A special thank you to our WordView 2023 poets.

Here's what our PAN Wordview 2023 judges have to say about this year's competition. Robert Seatter, says "ever a joy and a privilege to co-judge the Poetry Archive Now annual competition, tapping into a pulse of thought and feeling from around the globe, condensed into intensely crafted poems. The entries came from all continents, covered myriad themes, spoke in different voices, but all shared a fundamental belief in the power of poetry to speak from the soul."

Courtney Conrad says "the poets who participated in this competition reminded us that poetry is a tool for change, a medium for reflection, and a source of inspiration. These poets have left an indelible mark on me and the world, and I can't wait to see how their words continue to shape our collective consciousness in the future."
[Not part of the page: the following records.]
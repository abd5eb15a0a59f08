//! Gateway basket encoding.
//!
//! PayTR displays the purchased lines on its hosted payment page and folds
//! the encoded basket into the token hash, so the bytes sent here must match
//! what the gateway re-derives. Line order is preserved end to end.

use crate::dtos::CartItem;
use anyhow::{Context, Result};
use base64::{engine::general_purpose, Engine as _};

/// Convert a major-unit price into minor units (kuruş), rounding to the
/// nearest integer to dodge float representation drift.
pub fn to_minor_units(price: f64) -> i64 {
    (price * 100.0).round() as i64
}

/// Encode cart lines as the gateway's `user_basket` token:
/// a JSON array of `[name, minor_price_string, quantity]` tuples, base64'd.
///
/// An empty cart encodes as the empty array; the orchestrator rejects empty
/// carts before ever getting here.
pub fn encode_basket(items: &[CartItem]) -> Result<String> {
    let tuples: Vec<(String, String, u32)> = items
        .iter()
        .map(|item| {
            (
                item.name.clone(),
                to_minor_units(item.price).to_string(),
                item.quantity,
            )
        })
        .collect();

    let json = serde_json::to_string(&tuples).context("failed to serialize basket")?;
    Ok(general_purpose::STANDARD.encode(json))
}

/// Decode a basket token back into `[name, minor_price, quantity]` tuples.
/// Used for audit tooling and round-trip tests.
pub fn decode_basket(encoded: &str) -> Result<Vec<(String, String, u32)>> {
    let bytes = general_purpose::STANDARD
        .decode(encoded)
        .context("basket is not valid base64")?;
    let json = String::from_utf8(bytes).context("basket is not valid UTF-8")?;
    serde_json::from_str(&json).context("basket is not a tuple array")
}
//! PayTR gateway client.
//!
//! Implements the token API for payment initiation and hash verification
//! for the server-to-server payment callback.

use crate::config::PaytrConfig;
use anyhow::{anyhow, Result};
use base64::{engine::general_purpose, Engine as _};
use hmac::{Hmac, Mac};
use reqwest::Client;
use secrecy::ExposeSecret;
use serde::Deserialize;
use sha2::{Digest, Sha256};
use std::time::Duration;

type HmacSha256 = Hmac<Sha256>;

/// PayTR client for the token endpoint and callback verification.
#[derive(Clone)]
pub struct PaytrClient {
    client: Client,
    config: PaytrConfig,
    callback_schemes: Vec<CallbackScheme>,
}

/// Everything that participates in the outbound token hash, in the
/// gateway's documented concatenation order. Reordering or omitting a field
/// produces a hash the gateway rejects with no diagnostic.
#[derive(Debug)]
pub struct TokenRequest {
    pub merchant_oid: String,
    pub user_ip: String,
    pub email: String,
    pub user_name: String,
    pub user_address: String,
    pub user_phone: String,
    /// Minor currency units.
    pub payment_amount: i64,
    /// Base64 basket from the encoder, sent byte-for-byte.
    pub user_basket: String,
    pub currency: String,
    pub no_installment: u8,
    pub max_installment: u8,
    pub ok_url: String,
    pub fail_url: String,
}

/// Token endpoint response: `{status, token?, reason?}`.
#[derive(Debug, Deserialize)]
pub struct TokenResponse {
    pub status: String,
    pub token: Option<String>,
    pub reason: Option<String>,
}
// SPDX-License-Identifier: MIT OR Apache-2.0

#![forbid(unsafe_code)]

//! Core shared types for BIC-based feature-sequence segmentation.

pub mod diagnostics;
pub mod error;
pub mod feature_matrix;
pub mod results;

pub use diagnostics::{DIAGNOSTICS_SCHEMA_VERSION, Diagnostics};
pub use error::BicSegError;
pub use feature_matrix::{DTypeView, FeatureMatrixView, FeatureWindow, MatrixLayout};
pub use results::{SegmentationResult, validate_boundaries};

/// Core namespace placeholder.
pub fn crate_name() -> &'static str {
    "bicseg-core"
}
// SPDX-License-Identifier: MIT OR Apache-2.0

#![forbid(unsafe_code)]

use bicseg_core::FeatureWindow;

/// Variances at or below this threshold are treated as degenerate.
pub const VARIANCE_THRESHOLD: f64 = 1e-5;

/// Log-variance contribution substituted for degenerate variances.
///
/// The per-feature variance is algebraically non-negative but the one-pass
/// estimate can come out at or below zero for constant features; the floor
/// keeps single-frame and constant windows scoreable instead of feeding
/// `-inf` into the differential.
pub const LOG_VARIANCE_FLOOR: f64 = -5.0;

/// Estimates `log(det(Sigma))` for the diagonal covariance of a window.
///
/// Off-diagonal covariance is ignored: the determinant of a diagonal
/// covariance is the product of the per-feature variances, so its log is
/// the sum of their logs. Each variance comes from a one-pass
/// sum/sum-of-squares accumulation over the window's frames.
///
/// An empty window scores `0.0`, the sum over no features.
pub fn log_det(window: &FeatureWindow) -> f64 {
    let m = window.n_frames();
    if window.is_empty() {
        return 0.0;
    }

    let z = 1.0 / m as f64;
    let zz = z * z;
    let mut logd = 0.0;
    for feature in 0..window.n_features() {
        let mut sum = 0.0;
        let mut sum_sq = 0.0;
        for &value in window.feature_row(feature) {
            sum += value;
            sum_sq += value * value;
        }
        let diag_cov = sum_sq * z - sum * sum * zz;
        logd += if diag_cov > VARIANCE_THRESHOLD {
            diag_cov.ln()
        } else {
            LOG_VARIANCE_FLOOR
        };
    }
    logd
}

/// Model-complexity penalty for splitting a window of `n_frames` frames:
/// `weight * 2*n_features * ln(n_frames)`.
pub fn complexity_penalty(n_features: usize, n_frames: usize, weight: f64) -> f64 {
    weight * (2 * n_features) as f64 * (n_frames as f64).ln()
}

/// Signed BIC differential for splitting `window` after in-window frame
/// `shift`: the left part covers `[0, shift]`, the right part
/// `[shift+1, M-1]`.
///
/// `whole` is `log_det(window)`, passed in so a scan evaluates it once.
/// A non-positive value means the two-model explanation fits better than
/// one; a positive value means the split costs more than it explains.
pub fn split_score(window: &FeatureWindow, shift: usize, whole: f64, penalty: f64) -> f64 {
    let m = window.n_frames();
    let n1 = shift + 1;
    let n2 = m.saturating_sub(n1);

    let left = window.frames(0, shift);
    let right = window.frames(shift + 1, m.saturating_sub(1));
    let s1 = log_det(&left);
    let s2 = log_det(&right);

    0.5 * (n1 as f64 * s1 + n2 as f64 * s2 - m as f64 * whole + penalty)
}

/// One-shot split validity test: the same differential as
/// [`split_score`], recomputing the whole-window log-determinant itself
/// and deriving the penalty from the window's own frame count.
pub fn split_delta(window: &FeatureWindow, shift: usize, penalty_weight: f64) -> f64 {
    let penalty = complexity_penalty(window.n_features(), window.n_frames(), penalty_weight);
    split_score(window, shift, log_det(window), penalty)
}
Merrie Joy Williams says "The Poetry Archive is such an indispensable resource - the idea that a poem read in a poet’s own voice can outlast those seemingly endless moments tinkering until a poem feels right, or at least robust enough to convey a memory or insight - so exploring these entries was a privilege and joy. Selecting a final twenty was tortuous. So many captured the spirit of these times, when so many things are at risk of erosion or at a critical juncture: the environment, the misuse of AI, truthfulness, the modus operandi of those who run our countries, and issues of social justice and humanity. Others captured personal moments of reckoning in bold and intimate and surprising ways. Somehow we’ve managed to narrow them down and here we have, I think, a wide range of voices and approaches, personal and political, national and international, witty and wise, often proving that these dialectic notions are one and the same."